I have mixed feelings. This GC has lost trust of the homeowner. I was thinking about calling a meeting with the GC (without homeowner present) at the home and point out the deficiencies and let them "man-up" and make corrections. I'm afraid they will feel embarrassed and cash out on the project... Then I'm stuck rebuilding. 

What would you do?????

Where you at P3+?


----------



## BRADSConst (Oct 2, 2012)

I'm assuming you are there as the public adjuster. If so, I would advise not to get involved with the rebuild. However, I'd also throw that GC under the bus, back over him two or three times and then squeal the tires right on top them. :yes: This smells like fraud. The homeowner is not receiving the rebuild they should.:sad:


----------



## Wannabe (Oct 1, 2012)

Actually not the PA on the dwelling. I sure could be but wouldn't be if I was doing the rebuild even though it is perfectly legal with disclosure forms.
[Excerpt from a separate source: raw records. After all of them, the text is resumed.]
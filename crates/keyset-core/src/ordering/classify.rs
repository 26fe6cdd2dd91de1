//! Single-pass classification of declared ordering entries.

use std::borrow::Cow;

use super::{ColumnRef, NullsOrder, OrderClause, SortExpr, SortOrder, Transform};

/// Alias under which `CASE` orderings are exposed by rows.
pub const CASE_ORDER_ALIAS: &str = "case_order_value";

/// Function names whose result is captured as an opaque computed sort key.
const COMPUTED_FUNCTIONS: &[&str] = &["similarity", "array_position"];

/// The shape of one declared ordering entry, decided in a single pass.
#[derive(Debug, Clone, PartialEq)]
pub enum Classified {
    /// A plain stored column.
    ColumnRef {
        /// The referenced column.
        column: ColumnRef,
        /// Direction, possibly parsed out of a raw fragment.
        direction: SortOrder,
        /// Null placement, possibly parsed out of a raw fragment.
        nulls: Option<NullsOrder>,
    },
    /// A known transform over a stored column.
    Transformed {
        /// The referenced column.
        column: ColumnRef,
        /// The recognized transform.
        transform: Transform,
        /// Sort direction.
        direction: SortOrder,
        /// Declared null placement.
        nulls: Option<NullsOrder>,
    },
    /// An opaque computed expression.
    Computed {
        /// Name rows expose the computed value under.
        alias: String,
        /// SQL text of the expression.
        sql: String,
        /// Sort direction.
        direction: SortOrder,
        /// Declared null placement.
        nulls: Option<NullsOrder>,
    },
    /// Anything else; never becomes a sort descriptor.
    Unsupported(Cow<'static, str>),
}

impl Classified {
    /// Classifies one declared ordering entry.
    pub fn classify(clause: &OrderClause) -> Self {
        let direction = clause.direction;
        let nulls = clause.nulls;

        match &clause.expr {
            SortExpr::Column(column) => Self::ColumnRef {
                column: column.clone(),
                direction,
                nulls,
            },
            SortExpr::Function { name, args } => {
                if let Some(transform) = Transform::from_function(name) {
                    return match args.as_slice() {
                        [SortExpr::Column(column)] => Self::Transformed {
                            column: column.clone(),
                            transform,
                            direction,
                            nulls,
                        },
                        _ => Self::Unsupported(
                            format!("`{name}` must wrap exactly one column").into(),
                        ),
                    };
                }

                let lowered = name.to_ascii_lowercase();
                if COMPUTED_FUNCTIONS.contains(&lowered.as_str()) {
                    Self::Computed {
                        alias: lowered,
                        sql: clause.expr.to_sql(),
                        direction,
                        nulls,
                    }
                } else {
                    Self::Unsupported(format!("unsupported ordering function `{name}`").into())
                }
            }
            SortExpr::Case { sql } => Self::Computed {
                alias: CASE_ORDER_ALIAS.to_owned(),
                sql: sql.clone(),
                direction,
                nulls,
            },
            SortExpr::Raw(sql) => Self::parse_nulls_modifier(sql),
            SortExpr::Literal(_) => {
                Self::Unsupported("ordering by a literal is meaningless".into())
            }
        }
    }

    /// Parses `<column> <asc|desc> nulls <first|last>`; anything else is
    /// unsupported.
    fn parse_nulls_modifier(sql: &str) -> Self {
        let tokens: Vec<&str> = sql.split_whitespace().collect();

        let [column, direction, nulls, placement] = tokens.as_slice() else {
            return Self::Unsupported(format!("unrecognized ordering fragment `{sql}`").into());
        };
        if !nulls.eq_ignore_ascii_case("nulls") {
            return Self::Unsupported(format!("unrecognized ordering fragment `{sql}`").into());
        }

        // Keywords are case-insensitive; the column keeps its spelling.
        let direction = match direction.to_ascii_lowercase().as_str() {
            "asc" => SortOrder::Asc,
            "desc" => SortOrder::Desc,
            _ => return Self::Unsupported(format!("unknown direction in `{sql}`").into()),
        };
        let nulls = match placement.to_ascii_lowercase().as_str() {
            "first" => NullsOrder::First,
            "last" => NullsOrder::Last,
            _ => return Self::Unsupported(format!("unknown null placement in `{sql}`").into()),
        };

        Self::ColumnRef {
            column: ColumnRef::parse(column),
            direction,
            nulls: Some(nulls),
        }
    }

    /// Returns the attribute name the entry would be keyed by.
    pub fn attribute_name(&self) -> Option<&str> {
        match self {
            Self::ColumnRef { column, .. } | Self::Transformed { column, .. } => Some(&column.name),
            Self::Computed { alias, .. } => Some(alias),
            Self::Unsupported(_) => None,
        }
    }

    /// Returns whether the entry is a plain reference to `column`.
    pub fn is_column(&self, name: &str) -> bool {
        matches!(self, Self::ColumnRef { column, .. } if column.name == name)
    }
}

#[cfg(test)]
mod tests {
    use super::*;

    #[test]
    fn plain_column() {
        let classified = Classified::classify(&OrderClause::asc(SortExpr::column("issues.id")));
        assert!(classified.is_column("id"));
    }

    #[test]
    fn lower_is_unwrapped() {
        let classified = Classified::classify(&OrderClause::asc(SortExpr::lower("title")));
        assert!(matches!(
            classified,
            Classified::Transformed { ref column, transform: Transform::CaseFold, .. }
                if column.name == "title"
        ));
    }

    #[test]
    fn raw_nulls_modifier_is_captured() {
        let classified =
            Classified::classify(&OrderClause::asc(SortExpr::raw("merged_at DESC NULLS LAST")));
        assert_eq!(
            classified,
            Classified::ColumnRef {
                column: ColumnRef::parse("merged_at"),
                direction: SortOrder::Desc,
                nulls: Some(NullsOrder::Last),
            }
        );
    }

    #[test]
    fn raw_fragment_keeps_column_case() {
        let classified = Classified::classify(&OrderClause::asc(SortExpr::raw(
            "\"issues\".\"mergedAt\" desc Nulls FIRST",
        )));
        assert_eq!(classified.attribute_name(), Some("mergedAt"));
        assert_eq!(
            classified,
            Classified::ColumnRef {
                column: ColumnRef {
                    table: Some("issues".to_owned()),
                    name: "mergedAt".to_owned(),
                },
                direction: SortOrder::Desc,
                nulls: Some(NullsOrder::First),
            }
        );
    }

    #[test]
    fn computed_expressions_use_fixed_aliases() {
        let case = Classified::classify(&OrderClause::desc(SortExpr::case(
            "CASE WHEN state = 'open' THEN 0 ELSE 1 END",
        )));
        assert_eq!(case.attribute_name(), Some(CASE_ORDER_ALIAS));

        let similarity = Classified::classify(&OrderClause::desc(SortExpr::function(
            "SIMILARITY",
            [SortExpr::column("name"), SortExpr::Literal("gitlab".into())],
        )));
        assert_eq!(similarity.attribute_name(), Some("similarity"));
    }

    #[test]
    fn unrecognized_shapes_are_unsupported() {
        let shapes = [
            SortExpr::raw("RANDOM()"),
            SortExpr::raw("id desc nulls sometimes"),
            SortExpr::Literal(1.into()),
            SortExpr::function("coalesce", [SortExpr::column("a"), SortExpr::column("b")]),
            SortExpr::function("lower", [SortExpr::Literal("x".into())]),
        ];
        for expr in shapes {
            let classified = Classified::classify(&OrderClause::asc(expr));
            assert!(matches!(classified, Classified::Unsupported(_)), "{classified:?}");
        }
    }
}
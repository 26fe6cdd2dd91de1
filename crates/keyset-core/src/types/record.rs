//! The engine's view of a single row.

use std::collections::{BTreeMap, HashMap};

use super::Value;

/// A row that can report the values of its sort columns.
///
/// Returning `None` means the row does not expose the field at all, while
/// `Some(Value::Null)` means the field exists and is SQL `NULL`. Computed sort
/// keys are reported under the alias of their descriptor, the same way a SQL
/// projection exposes `expression AS alias`.
pub trait Record {
    /// Returns the value stored under `name`.
    fn value(&self, name: &str) -> Option<Value>;
}

impl<R: Record + ?Sized> Record for &R {
    #[inline]
    fn value(&self, name: &str) -> Option<Value> {
        (**self).value(name)
    }
}

impl Record for BTreeMap<String, Value> {
    fn value(&self, name: &str) -> Option<Value> {
        self.get(name).cloned()
    }
}

impl Record for HashMap<String, Value> {
    fn value(&self, name: &str) -> Option<Value> {
        self.get(name).cloned()
    }
}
Still a conflict of interest in my opinion....

I just hate to stand by and see what is happening to the homeowner


----------



## JenkinsHB (Apr 11, 2012)

Inform HO. Tell them to get an attorney. Walk away. I don't see how you benefit at all.


----------



## Yeah (Feb 9, 2015)

Sounds lke gc is trying to screw homeowner at every corner. Your idea sounds like the standup thing to do. Why would you be on the hook to rebuild if gc bails?


----------



## GTX63 (Apr 12, 2012)

When working in the real world, a contract is everything. The fact this company opted to start work without getting a signature was their undoing. I'm also surprised the homeowner wasn't privy to their allowables nor understood the scope. I'll make a guess and say you are there as a friend/favor so there is no conflict of interest. I've looked out for older folks and single moms in the past when asked in similar situations. If that is the case, and the HO has lost faith in the contractor, I'd advise sending them to the curb. If they are trying to pad their margins by skimming the client thru shortcuts and "contractor grade' materials, I wouldn't want them in the house. When he told them they had a 4k cabinet budget when they actually had a 10k, he is either ignorant or lying. At that point, gotta go. This ain't a toilet job with the local Leroy on a Tuesday morning. The GC should be paid the minimum for completed work, nothing more and thankful they got that. 
It is much more common for the honest contractor to work a job without a signed contract on the honor system and then get a screwjob; sounds like this time it was the other way around. FYI, I have a longtime sub I use on building and rehabs that to this day, submits every bid and contract for my sig.


----------



## Framer1901 (Nov 2, 2013)

I just mediated a total loss fire rebuild - there was a one page contract for that entire demo/build - a 350k job that was worth 225k. 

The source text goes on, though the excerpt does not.